*Items listed in a dataset:*
══════════

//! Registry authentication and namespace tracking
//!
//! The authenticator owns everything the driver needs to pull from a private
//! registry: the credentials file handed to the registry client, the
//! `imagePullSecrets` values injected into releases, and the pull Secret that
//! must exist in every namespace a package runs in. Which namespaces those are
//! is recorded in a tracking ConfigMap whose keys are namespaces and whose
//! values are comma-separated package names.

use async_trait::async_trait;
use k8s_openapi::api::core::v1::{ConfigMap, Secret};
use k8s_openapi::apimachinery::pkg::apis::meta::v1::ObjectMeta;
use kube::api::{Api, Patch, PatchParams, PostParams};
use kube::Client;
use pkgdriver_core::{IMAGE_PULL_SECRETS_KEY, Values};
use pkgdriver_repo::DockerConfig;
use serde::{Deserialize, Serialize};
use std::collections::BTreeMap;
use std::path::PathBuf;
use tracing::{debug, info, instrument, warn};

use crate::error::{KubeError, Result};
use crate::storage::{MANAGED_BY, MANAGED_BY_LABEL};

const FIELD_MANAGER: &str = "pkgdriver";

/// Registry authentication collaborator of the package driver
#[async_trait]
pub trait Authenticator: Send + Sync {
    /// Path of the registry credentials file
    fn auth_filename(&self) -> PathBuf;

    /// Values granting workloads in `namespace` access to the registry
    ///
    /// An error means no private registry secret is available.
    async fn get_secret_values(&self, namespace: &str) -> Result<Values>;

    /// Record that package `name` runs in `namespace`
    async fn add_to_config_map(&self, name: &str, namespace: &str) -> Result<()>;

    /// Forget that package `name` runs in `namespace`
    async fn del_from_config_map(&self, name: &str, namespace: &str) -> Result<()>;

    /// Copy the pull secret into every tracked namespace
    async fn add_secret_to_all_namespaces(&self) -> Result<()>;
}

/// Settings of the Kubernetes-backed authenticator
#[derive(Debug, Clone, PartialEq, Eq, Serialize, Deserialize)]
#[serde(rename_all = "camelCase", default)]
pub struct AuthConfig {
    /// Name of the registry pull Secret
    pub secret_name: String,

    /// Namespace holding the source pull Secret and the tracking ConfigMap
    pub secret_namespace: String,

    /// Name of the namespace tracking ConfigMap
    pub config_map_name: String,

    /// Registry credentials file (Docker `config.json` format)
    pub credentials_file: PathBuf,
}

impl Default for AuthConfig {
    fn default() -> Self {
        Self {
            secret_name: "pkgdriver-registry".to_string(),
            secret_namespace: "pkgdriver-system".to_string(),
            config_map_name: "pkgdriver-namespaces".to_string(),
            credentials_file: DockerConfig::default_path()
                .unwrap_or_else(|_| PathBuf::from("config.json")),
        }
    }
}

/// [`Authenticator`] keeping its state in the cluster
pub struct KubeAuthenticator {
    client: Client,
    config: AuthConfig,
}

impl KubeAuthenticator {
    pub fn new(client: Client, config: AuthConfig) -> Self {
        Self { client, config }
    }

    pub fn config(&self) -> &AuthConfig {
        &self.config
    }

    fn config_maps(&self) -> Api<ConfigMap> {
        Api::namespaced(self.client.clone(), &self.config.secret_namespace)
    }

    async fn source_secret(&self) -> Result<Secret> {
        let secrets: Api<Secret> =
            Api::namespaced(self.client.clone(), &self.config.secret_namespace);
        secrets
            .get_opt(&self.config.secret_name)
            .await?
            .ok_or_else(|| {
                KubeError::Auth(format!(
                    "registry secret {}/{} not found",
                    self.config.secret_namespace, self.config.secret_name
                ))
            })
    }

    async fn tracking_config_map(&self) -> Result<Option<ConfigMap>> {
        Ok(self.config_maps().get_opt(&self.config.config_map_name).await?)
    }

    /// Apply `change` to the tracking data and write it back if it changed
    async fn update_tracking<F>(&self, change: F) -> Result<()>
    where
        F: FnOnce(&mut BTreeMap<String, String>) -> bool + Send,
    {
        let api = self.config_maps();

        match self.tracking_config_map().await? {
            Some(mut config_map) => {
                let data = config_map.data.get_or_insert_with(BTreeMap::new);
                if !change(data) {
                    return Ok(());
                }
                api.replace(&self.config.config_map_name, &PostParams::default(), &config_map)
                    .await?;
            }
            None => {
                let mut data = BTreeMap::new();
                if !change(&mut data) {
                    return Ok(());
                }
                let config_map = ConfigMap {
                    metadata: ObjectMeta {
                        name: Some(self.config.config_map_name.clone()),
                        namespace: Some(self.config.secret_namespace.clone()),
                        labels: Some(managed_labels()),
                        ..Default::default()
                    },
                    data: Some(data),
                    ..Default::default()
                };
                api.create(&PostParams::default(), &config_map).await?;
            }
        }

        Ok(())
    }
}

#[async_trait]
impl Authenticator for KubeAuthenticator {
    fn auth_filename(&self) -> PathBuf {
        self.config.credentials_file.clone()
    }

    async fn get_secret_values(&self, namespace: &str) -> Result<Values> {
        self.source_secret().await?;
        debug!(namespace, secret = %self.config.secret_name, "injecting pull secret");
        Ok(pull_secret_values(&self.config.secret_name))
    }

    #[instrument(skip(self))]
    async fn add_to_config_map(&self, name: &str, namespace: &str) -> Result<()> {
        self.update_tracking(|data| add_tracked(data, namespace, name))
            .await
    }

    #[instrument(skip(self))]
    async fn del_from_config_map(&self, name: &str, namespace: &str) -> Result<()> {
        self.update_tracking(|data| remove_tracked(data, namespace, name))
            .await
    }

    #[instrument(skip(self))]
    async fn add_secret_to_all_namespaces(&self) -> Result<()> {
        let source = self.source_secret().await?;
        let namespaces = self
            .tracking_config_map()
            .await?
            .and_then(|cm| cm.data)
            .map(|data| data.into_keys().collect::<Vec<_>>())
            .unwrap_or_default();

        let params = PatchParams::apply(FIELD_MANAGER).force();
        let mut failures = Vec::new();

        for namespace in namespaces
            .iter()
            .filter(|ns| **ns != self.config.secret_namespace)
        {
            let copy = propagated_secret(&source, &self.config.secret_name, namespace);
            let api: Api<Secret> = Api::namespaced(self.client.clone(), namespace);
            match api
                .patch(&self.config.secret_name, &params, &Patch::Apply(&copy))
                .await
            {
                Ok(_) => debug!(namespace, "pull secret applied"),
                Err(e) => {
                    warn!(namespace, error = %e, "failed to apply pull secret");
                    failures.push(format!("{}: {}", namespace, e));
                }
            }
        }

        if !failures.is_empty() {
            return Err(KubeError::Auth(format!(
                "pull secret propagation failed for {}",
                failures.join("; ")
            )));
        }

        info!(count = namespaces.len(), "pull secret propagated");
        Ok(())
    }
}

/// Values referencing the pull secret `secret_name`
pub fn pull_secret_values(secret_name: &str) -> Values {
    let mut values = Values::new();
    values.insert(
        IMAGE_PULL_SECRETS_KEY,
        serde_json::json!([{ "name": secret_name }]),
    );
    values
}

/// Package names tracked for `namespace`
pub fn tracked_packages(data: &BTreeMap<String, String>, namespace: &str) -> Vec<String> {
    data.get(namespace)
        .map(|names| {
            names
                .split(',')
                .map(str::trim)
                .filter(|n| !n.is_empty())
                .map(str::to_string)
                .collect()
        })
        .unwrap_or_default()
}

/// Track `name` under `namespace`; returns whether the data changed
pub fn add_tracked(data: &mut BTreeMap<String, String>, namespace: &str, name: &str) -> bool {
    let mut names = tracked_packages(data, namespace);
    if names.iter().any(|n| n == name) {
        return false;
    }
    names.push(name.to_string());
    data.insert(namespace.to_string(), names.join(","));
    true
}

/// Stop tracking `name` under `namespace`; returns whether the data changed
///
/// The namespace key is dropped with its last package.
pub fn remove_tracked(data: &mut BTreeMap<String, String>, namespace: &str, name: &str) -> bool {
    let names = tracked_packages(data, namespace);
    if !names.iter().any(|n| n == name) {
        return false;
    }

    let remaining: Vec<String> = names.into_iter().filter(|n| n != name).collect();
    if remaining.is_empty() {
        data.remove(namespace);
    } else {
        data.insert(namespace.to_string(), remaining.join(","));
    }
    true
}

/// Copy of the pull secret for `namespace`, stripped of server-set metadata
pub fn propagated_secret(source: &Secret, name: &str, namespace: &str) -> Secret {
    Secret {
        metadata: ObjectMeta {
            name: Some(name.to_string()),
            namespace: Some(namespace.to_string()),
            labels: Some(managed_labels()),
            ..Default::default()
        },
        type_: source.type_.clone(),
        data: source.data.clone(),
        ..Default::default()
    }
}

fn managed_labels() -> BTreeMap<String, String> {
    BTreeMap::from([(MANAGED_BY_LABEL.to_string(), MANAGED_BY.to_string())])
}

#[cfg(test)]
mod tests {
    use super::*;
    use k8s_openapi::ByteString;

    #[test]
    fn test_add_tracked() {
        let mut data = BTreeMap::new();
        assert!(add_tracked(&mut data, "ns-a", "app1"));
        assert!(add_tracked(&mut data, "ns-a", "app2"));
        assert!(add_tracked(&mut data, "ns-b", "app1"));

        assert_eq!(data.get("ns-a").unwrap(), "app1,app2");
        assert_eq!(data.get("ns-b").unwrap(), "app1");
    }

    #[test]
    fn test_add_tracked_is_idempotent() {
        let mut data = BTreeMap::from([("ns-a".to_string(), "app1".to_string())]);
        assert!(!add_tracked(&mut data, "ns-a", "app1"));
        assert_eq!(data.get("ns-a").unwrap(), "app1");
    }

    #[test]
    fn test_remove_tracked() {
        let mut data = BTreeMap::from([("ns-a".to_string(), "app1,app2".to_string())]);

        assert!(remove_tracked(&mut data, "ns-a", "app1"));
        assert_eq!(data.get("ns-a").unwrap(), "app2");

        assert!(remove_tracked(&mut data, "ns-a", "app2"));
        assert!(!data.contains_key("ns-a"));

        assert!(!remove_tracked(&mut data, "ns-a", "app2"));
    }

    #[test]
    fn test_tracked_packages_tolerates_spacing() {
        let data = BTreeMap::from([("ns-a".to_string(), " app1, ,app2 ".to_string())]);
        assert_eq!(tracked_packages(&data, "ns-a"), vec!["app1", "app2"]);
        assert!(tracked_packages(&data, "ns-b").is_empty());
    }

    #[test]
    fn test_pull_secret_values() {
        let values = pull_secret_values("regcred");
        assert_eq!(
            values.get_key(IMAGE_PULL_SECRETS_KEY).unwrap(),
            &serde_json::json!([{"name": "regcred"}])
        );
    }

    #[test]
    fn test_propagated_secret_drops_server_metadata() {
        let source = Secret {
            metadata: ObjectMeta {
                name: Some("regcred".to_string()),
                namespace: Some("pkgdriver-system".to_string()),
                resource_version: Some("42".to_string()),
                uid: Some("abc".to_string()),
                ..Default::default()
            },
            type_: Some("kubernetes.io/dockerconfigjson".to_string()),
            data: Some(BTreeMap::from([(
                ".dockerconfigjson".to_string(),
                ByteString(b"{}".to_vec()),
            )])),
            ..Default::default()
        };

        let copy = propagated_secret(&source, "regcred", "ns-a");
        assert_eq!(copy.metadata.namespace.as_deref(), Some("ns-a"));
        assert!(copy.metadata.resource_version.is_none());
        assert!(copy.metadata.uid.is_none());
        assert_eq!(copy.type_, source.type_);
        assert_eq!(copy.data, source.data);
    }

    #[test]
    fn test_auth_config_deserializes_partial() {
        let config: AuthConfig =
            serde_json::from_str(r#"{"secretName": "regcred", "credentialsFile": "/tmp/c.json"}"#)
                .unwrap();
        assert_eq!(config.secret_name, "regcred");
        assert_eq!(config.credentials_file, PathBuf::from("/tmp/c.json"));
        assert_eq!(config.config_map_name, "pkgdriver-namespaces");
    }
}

══════════

*Your task:*
What lines above hold the word "failures"? Pull each one out.

*Your solution:*
        let mut failures = Vec::new();
                    failures.push(format!("{}: {}", namespace, e));
        if !failures.is_empty() {
                failures.join("; ")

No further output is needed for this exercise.